AVAILABLE DATA
• • • • • • •
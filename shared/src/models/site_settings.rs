//! Site Settings Model

use chrono::{DateTime, Utc};
use serde::{Deserialize, Serialize};

use super::double_option;

/// Name shown when no settings record exists yet
pub const DEFAULT_SITE_NAME: &str = "فخم البن";

#[derive(Debug, Clone, Default, PartialEq, Eq, Serialize, Deserialize)]
pub struct SocialMedia {
    pub instagram: Option<String>,
    pub facebook: Option<String>,
    /// Phone number in international format, linked as `https://wa.me/{number}`
    pub whatsapp: Option<String>,
}

/// Site settings (singleton)
#[derive(Debug, Clone, PartialEq, Serialize, Deserialize)]
#[serde(rename_all = "camelCase")]
pub struct SiteSettings {
    pub site_name_ar: String,
    pub logo: Option<String>,
    #[serde(default)]
    pub social_media: SocialMedia,
    pub updated_at: Option<DateTime<Utc>>,
}

impl Default for SiteSettings {
    fn default() -> Self {
        Self {
            site_name_ar: DEFAULT_SITE_NAME.to_string(),
            logo: None,
            social_media: SocialMedia::default(),
            updated_at: None,
        }
    }
}

/// Update site settings payload
#[derive(Debug, Clone, Default, Serialize, Deserialize)]
#[serde(rename_all = "camelCase")]
pub struct SiteSettingsUpdate {
    pub site_name_ar: Option<String>,
    #[serde(default, deserialize_with = "double_option")]
    pub logo: Option<Option<String>>,
    pub social_media: Option<SocialMedia>,
}
/// Current UTC timestamp in milliseconds
pub fn now_millis() -> i64 {
    chrono::Utc::now().timestamp_millis()
}

const BASE36: &[u8] = b"0123456789abcdefghijklmnopqrstuvwxyz";

/// Random lowercase base-36 string of `len` characters.
///
/// Seven characters give 36^7 (about 2^36) values, used as the
/// collision-avoiding suffix of uploaded image names.
pub fn random_base36(len: usize) -> String {
    use rand::Rng;
    let mut rng = rand::thread_rng();
    (0..len)
        .map(|_| BASE36[rng.gen_range(0..BASE36.len())] as char)
        .collect()
}

#[cfg(test)]
mod tests {
    use super::*;

    #[test]
    fn random_base36_has_requested_length_and_alphabet() {
        let s = random_base36(7);
        assert_eq!(s.len(), 7);
        assert!(s.chars().all(|c| c.is_ascii_digit() || c.is_ascii_lowercase()));
    }

    #[test]
    fn random_base36_differs_between_calls() {
        let a = random_base36(7);
        let b = random_base36(7);
        let c = random_base36(7);
        // three identical draws out of 36^7 would mean a broken generator
        assert!(!(a == b && b == c));
    }
}
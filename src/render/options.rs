//! Rendering options and configuration.

/// Options for writing Markdown and Word output.
#[derive(Debug, Clone)]
pub struct RenderOptions {
    /// Character to use for unordered list markers
    pub list_marker: char,

    /// Spaces of indentation per list nesting level
    pub indent_unit: usize,

    /// Width of embedded images in inches
    pub image_width_inches: f64,

    /// Font used for code blocks and inline code in Word output
    pub code_font: String,

    /// Title written to the Word package properties.
    /// Defaults to the document's own title.
    pub title: Option<String>,
}

impl RenderOptions {
    /// Create new render options with defaults.
    pub fn new() -> Self {
        Self::default()
    }

    /// Set the list marker character (`-` or `*`).
    pub fn with_list_marker(mut self, marker: char) -> Self {
        if matches!(marker, '-' | '*') {
            self.list_marker = marker;
        }
        self
    }

    /// Set the indentation width of one list level.
    pub fn with_indent_unit(mut self, spaces: usize) -> Self {
        self.indent_unit = spaces.max(1);
        self
    }

    /// Set the default image width.
    pub fn with_image_width(mut self, inches: f64) -> Self {
        if inches.is_finite() && inches > 0.0 {
            self.image_width_inches = inches;
        }
        self
    }

    /// Set the monospace font.
    pub fn with_code_font(mut self, font: impl Into<String>) -> Self {
        self.code_font = font.into();
        self
    }

    /// Set the document title.
    pub fn with_title(mut self, title: impl Into<String>) -> Self {
        self.title = Some(title.into());
        self
    }
}

impl Default for RenderOptions {
    fn default() -> Self {
        Self {
            list_marker: '-',
            indent_unit: 2,
            image_width_inches: 5.0,
            code_font: "Courier New".to_string(),
            title: None,
        }
    }
}

#[cfg(test)]
mod tests {
    use super::*;

    #[test]
    fn test_render_options_builder() {
        let options = RenderOptions::new()
            .with_list_marker('*')
            .with_indent_unit(4)
            .with_image_width(3.5)
            .with_code_font("Consolas")
            .with_title("Report");

        assert_eq!(options.list_marker, '*');
        assert_eq!(options.indent_unit, 4);
        assert_eq!(options.image_width_inches, 3.5);
        assert_eq!(options.code_font, "Consolas");
        assert_eq!(options.title.as_deref(), Some("Report"));
    }

    #[test]
    fn test_invalid_values_ignored() {
        let options = RenderOptions::new()
            .with_list_marker('+')
            .with_image_width(-1.0)
            .with_indent_unit(0);

        assert_eq!(options.list_marker, '-');
        assert_eq!(options.image_width_inches, 5.0);
        assert_eq!(options.indent_unit, 1);
    }
}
• • • • • • •
WHAT IS REQUIRED
Retype all the data verbatim.

ANSWER
filename shared/src/models/site_settings.rs
//! Site Settings Model

use chrono::{DateTime, Utc};
use serde::{Deserialize, Serialize};

use super::double_option;

/// Name shown when no settings record exists yet
pub const DEFAULT_SITE_NAME: &str = "فخم البن";

#[derive(Debug, Clone, Default, PartialEq, Eq, Serialize, Deserialize)]
pub struct SocialMedia {
    pub instagram: Option<String>,
    pub facebook: Option<String>,
    /// Phone number in international format, linked as `https://wa.me/{number}`
    pub whatsapp: Option<String>,
}

/// Site settings (singleton)
#[derive(Debug, Clone, PartialEq, Serialize, Deserialize)]
#[serde(rename_all = "camelCase")]
pub struct SiteSettings {
    pub site_name_ar: String,
    pub logo: Option<String>,
    #[serde(default)]
    pub social_media: SocialMedia,
    pub updated_at: Option<DateTime<Utc>>,
}

impl Default for SiteSettings {
    fn default() -> Self {
        Self {
            site_name_ar: DEFAULT_SITE_NAME.to_string(),
            logo: None,
            social_media: SocialMedia::default(),
            updated_at: None,
        }
    }
}

/// Update site settings payload
#[derive(Debug, Clone, Default, Serialize, Deserialize)]
#[serde(rename_all = "camelCase")]
pub struct SiteSettingsUpdate {
    pub site_name_ar: Option<String>,
    #[serde(default, deserialize_with = "double_option")]
    pub logo: Option<Option<String>>,
    pub social_media: Option<SocialMedia>,
}
/// Current UTC timestamp in milliseconds
pub fn now_millis() -> i64 {
    chrono::Utc::now().timestamp_millis()
}

const BASE36: &[u8] = b"0123456789abcdefghijklmnopqrstuvwxyz";

/// Random lowercase base-36 string of `len` characters.
///
/// Seven characters give 36^7 (about 2^36) values, used as the
/// collision-avoiding suffix of uploaded image names.
pub fn random_base36(len: usize) -> String {
    use rand::Rng;
    let mut rng = rand::thread_rng();
    (0..len)
        .map(|_| BASE36[rng.gen_range(0..BASE36.len())] as char)
        .collect()
}

#[cfg(test)]
mod tests {
    use super::*;

    #[test]
    fn random_base36_has_requested_length_and_alphabet() {
        let s = random_base36(7);
        assert_eq!(s.len(), 7);
        assert!(s.chars().all(|c| c.is_ascii_digit() || c.is_ascii_lowercase()));
    }

    #[test]
    fn random_base36_differs_between_calls() {
        let a = random_base36(7);
        let b = random_base36(7);
        let c = random_base36(7);
        // three identical draws out of 36^7 would mean a broken generator
        assert!(!(a == b && b == c));
    }
}
filename src/render/options.rs
//! Rendering options and configuration.

/// Options for writing Markdown and Word output.
#[derive(Debug, Clone)]
pub struct RenderOptions {
    /// Character to use for unordered list markers
    pub list_marker: char,

    /// Spaces of indentation per list nesting level
    pub indent_unit: usize,

    /// Width of embedded images in inches
    pub image_width_inches: f64,

    /// Font used for code blocks and inline code in Word output
    pub code_font: String,

    /// Title written to the Word package properties.
    /// Defaults to the document's own title.
    pub title: Option<String>,
}

impl RenderOptions {
    /// Create new render options with defaults.
    pub fn new() -> Self {
        Self::default()
    }

    /// Set the list marker character (`-` or `*`).
    pub fn with_list_marker(mut self, marker: char) -> Self {
        if matches!(marker, '-' | '*') {
            self.list_marker = marker;
        }
        self
    }

    /// Set the indentation width of one list level.
    pub fn with_indent_unit(mut self, spaces: usize) -> Self {
        self.indent_unit = spaces.max(1);
        self
    }

    /// Set the default image width.
    pub fn with_image_width(mut self, inches: f64) -> Self {
        if inches.is_finite() && inches > 0.0 {
            self.image_width_inches = inches;
        }
        self
    }

    /// Set the monospace font.
    pub fn with_code_font(mut self, font: impl Into<String>) -> Self {
        self.code_font = font.into();
        self
    }

    /// Set the document title.
    pub fn with_title(mut self, title: impl Into<String>) -> Self {
        self.title = Some(title.into());
        self
    }
}

impl Default for RenderOptions {
    fn default() -> Self {
        Self {
            list_marker: '-',
            indent_unit: 2,
            image_width_inches: 5.0,
            code_font: "Courier New".to_string(),
            title: None,
        }
    }
}

#[cfg(test)]
mod tests {
    use super::*;

    #[test]
    fn test_render_options_builder() {
        let options = RenderOptions::new()
            .with_list_marker('*')
            .with_indent_unit(4)
            .with_image_width(3.5)
            .with_code_font("Consolas")
            .with_title("Report");

        assert_eq!(options.list_marker, '*');
        assert_eq!(options.indent_unit, 4);
        assert_eq!(options.image_width_inches, 3.5);
        assert_eq!(options.code_font, "Consolas");
        assert_eq!(options.title.as_deref(), Some("Report"));
    }

    #[test]
    fn test_invalid_values_ignored() {
        let options = RenderOptions::new()
            .with_list_marker('+')
            .with_image_width(-1.0)
            .with_indent_unit(0);

        assert_eq!(options.list_marker, '-');
        assert_eq!(options.image_width_inches, 5.0);
        assert_eq!(options.indent_unit, 1);
    }
}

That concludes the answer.